(Dataset entries)
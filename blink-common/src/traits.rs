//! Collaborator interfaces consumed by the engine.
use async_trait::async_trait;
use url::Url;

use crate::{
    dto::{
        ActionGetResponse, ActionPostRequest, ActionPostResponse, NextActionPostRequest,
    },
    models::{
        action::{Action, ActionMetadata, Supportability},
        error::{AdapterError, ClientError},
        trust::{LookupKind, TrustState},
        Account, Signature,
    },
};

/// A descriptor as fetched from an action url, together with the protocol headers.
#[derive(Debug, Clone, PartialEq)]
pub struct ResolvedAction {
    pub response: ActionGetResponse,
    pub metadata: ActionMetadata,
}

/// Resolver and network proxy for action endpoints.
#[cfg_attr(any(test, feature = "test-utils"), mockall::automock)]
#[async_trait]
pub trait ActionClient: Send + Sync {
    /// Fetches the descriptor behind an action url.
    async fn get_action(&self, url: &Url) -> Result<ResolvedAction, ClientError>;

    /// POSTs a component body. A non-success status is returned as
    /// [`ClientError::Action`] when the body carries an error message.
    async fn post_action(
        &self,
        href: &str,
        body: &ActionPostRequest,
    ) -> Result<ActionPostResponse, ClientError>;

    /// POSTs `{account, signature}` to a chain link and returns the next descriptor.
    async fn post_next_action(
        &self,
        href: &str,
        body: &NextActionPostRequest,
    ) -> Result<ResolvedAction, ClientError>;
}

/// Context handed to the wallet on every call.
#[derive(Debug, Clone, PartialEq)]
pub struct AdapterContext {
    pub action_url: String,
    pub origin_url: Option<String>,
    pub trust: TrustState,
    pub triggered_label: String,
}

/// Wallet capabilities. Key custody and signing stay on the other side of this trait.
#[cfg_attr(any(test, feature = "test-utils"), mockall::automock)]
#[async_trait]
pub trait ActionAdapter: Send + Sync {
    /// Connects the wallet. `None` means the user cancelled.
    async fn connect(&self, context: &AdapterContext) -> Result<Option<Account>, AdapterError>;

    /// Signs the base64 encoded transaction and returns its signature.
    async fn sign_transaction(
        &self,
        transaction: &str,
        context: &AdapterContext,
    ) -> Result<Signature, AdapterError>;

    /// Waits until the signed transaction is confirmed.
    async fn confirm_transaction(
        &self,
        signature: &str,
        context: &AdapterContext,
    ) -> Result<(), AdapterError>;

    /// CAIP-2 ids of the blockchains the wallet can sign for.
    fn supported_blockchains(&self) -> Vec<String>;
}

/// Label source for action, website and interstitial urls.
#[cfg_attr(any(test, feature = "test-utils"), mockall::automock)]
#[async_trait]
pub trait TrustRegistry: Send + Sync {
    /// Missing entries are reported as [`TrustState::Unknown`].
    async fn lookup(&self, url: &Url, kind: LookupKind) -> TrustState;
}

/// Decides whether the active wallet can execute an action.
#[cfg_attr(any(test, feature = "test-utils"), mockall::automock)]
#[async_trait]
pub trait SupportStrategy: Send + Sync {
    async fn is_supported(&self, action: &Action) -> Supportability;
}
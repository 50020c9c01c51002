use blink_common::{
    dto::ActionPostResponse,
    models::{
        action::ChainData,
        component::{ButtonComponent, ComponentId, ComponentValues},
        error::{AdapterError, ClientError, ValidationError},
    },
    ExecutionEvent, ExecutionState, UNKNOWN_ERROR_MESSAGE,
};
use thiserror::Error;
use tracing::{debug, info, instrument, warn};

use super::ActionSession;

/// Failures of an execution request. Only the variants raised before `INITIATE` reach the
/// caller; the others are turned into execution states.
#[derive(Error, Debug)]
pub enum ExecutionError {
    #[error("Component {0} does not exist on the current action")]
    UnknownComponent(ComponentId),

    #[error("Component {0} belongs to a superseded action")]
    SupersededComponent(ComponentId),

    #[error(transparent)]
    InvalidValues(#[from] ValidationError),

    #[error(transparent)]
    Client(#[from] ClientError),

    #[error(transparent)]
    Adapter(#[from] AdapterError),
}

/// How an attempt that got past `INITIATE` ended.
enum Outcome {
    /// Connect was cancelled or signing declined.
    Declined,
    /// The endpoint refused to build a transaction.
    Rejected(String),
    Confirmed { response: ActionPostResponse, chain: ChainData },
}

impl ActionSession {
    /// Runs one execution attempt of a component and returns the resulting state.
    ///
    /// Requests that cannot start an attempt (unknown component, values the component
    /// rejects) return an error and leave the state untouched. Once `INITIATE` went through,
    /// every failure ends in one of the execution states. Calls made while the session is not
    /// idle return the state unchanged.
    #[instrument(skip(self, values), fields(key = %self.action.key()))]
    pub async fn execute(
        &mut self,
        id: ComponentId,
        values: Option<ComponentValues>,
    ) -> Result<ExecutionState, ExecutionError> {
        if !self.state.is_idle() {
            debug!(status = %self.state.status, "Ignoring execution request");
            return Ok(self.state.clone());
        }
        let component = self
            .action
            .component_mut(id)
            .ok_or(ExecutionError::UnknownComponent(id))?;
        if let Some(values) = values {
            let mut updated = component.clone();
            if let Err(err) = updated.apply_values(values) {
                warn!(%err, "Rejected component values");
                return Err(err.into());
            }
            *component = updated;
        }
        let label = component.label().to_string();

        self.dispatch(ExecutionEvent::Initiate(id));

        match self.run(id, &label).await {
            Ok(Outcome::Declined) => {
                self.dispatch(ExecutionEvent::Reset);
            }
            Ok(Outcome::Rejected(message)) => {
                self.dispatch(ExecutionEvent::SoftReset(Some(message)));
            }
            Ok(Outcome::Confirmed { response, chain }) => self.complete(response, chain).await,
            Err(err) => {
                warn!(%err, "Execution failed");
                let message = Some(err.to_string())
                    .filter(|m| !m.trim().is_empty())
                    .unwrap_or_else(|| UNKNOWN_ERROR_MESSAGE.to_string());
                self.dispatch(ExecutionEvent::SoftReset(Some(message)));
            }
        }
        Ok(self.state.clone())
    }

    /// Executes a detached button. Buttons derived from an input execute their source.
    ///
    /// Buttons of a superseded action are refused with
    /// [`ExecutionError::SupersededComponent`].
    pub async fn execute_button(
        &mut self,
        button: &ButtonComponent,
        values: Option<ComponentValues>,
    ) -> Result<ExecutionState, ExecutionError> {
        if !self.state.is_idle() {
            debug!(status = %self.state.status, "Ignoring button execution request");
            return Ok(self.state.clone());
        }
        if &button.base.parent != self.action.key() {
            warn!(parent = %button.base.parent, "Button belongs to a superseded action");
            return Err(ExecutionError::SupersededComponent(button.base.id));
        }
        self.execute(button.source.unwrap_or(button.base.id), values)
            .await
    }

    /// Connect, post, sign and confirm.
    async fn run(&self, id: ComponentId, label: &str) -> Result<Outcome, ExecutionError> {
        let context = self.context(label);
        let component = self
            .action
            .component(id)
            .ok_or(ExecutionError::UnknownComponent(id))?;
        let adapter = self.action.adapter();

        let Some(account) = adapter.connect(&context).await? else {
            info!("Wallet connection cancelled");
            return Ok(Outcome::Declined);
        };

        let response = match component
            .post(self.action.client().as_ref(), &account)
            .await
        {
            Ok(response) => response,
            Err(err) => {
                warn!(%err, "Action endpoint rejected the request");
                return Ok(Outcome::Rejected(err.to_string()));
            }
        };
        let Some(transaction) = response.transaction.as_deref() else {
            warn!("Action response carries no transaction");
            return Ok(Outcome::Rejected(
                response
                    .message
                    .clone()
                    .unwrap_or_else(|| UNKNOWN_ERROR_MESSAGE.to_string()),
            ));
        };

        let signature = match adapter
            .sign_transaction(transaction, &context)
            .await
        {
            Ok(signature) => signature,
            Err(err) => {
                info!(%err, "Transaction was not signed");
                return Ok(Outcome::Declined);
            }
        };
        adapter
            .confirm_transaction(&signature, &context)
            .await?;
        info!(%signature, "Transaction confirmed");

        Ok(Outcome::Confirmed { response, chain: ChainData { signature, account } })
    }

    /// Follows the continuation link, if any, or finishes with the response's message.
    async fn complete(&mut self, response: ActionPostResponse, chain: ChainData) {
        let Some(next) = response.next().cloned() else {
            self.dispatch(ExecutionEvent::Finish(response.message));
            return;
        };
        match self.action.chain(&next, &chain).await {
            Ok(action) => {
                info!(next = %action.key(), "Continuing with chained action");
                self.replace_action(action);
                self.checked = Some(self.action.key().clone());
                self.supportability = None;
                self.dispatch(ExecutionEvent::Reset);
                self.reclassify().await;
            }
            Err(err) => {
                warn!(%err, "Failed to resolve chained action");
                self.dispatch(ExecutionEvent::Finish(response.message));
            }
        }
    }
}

== About this task ==
Print nothing but the lines from the line with "endpoint rejected the" to the last line of the records above. Both of those lines count.

== Reply to the exercise ==
                warn!(%err, "Action endpoint rejected the request");
                return Ok(Outcome::Rejected(err.to_string()));
            }
        };
        let Some(transaction) = response.transaction.as_deref() else {
            warn!("Action response carries no transaction");
            return Ok(Outcome::Rejected(
                response
                    .message
                    .clone()
                    .unwrap_or_else(|| UNKNOWN_ERROR_MESSAGE.to_string()),
            ));
        };

        let signature = match adapter
            .sign_transaction(transaction, &context)
            .await
        {
            Ok(signature) => signature,
            Err(err) => {
                info!(%err, "Transaction was not signed");
                return Ok(Outcome::Declined);
            }
        };
        adapter
            .confirm_transaction(&signature, &context)
            .await?;
        info!(%signature, "Transaction confirmed");

        Ok(Outcome::Confirmed { response, chain: ChainData { signature, account } })
    }

    /// Follows the continuation link, if any, or finishes with the response's message.
    async fn complete(&mut self, response: ActionPostResponse, chain: ChainData) {
        let Some(next) = response.next().cloned() else {
            self.dispatch(ExecutionEvent::Finish(response.message));
            return;
        };
        match self.action.chain(&next, &chain).await {
            Ok(action) => {
                info!(next = %action.key(), "Continuing with chained action");
                self.replace_action(action);
                self.checked = Some(self.action.key().clone());
                self.supportability = None;
                self.dispatch(ExecutionEvent::Reset);
                self.reclassify().await;
            }
            Err(err) => {
                warn!(%err, "Failed to resolve chained action");
                self.dispatch(ExecutionEvent::Finish(response.message));
            }
        }
    }
}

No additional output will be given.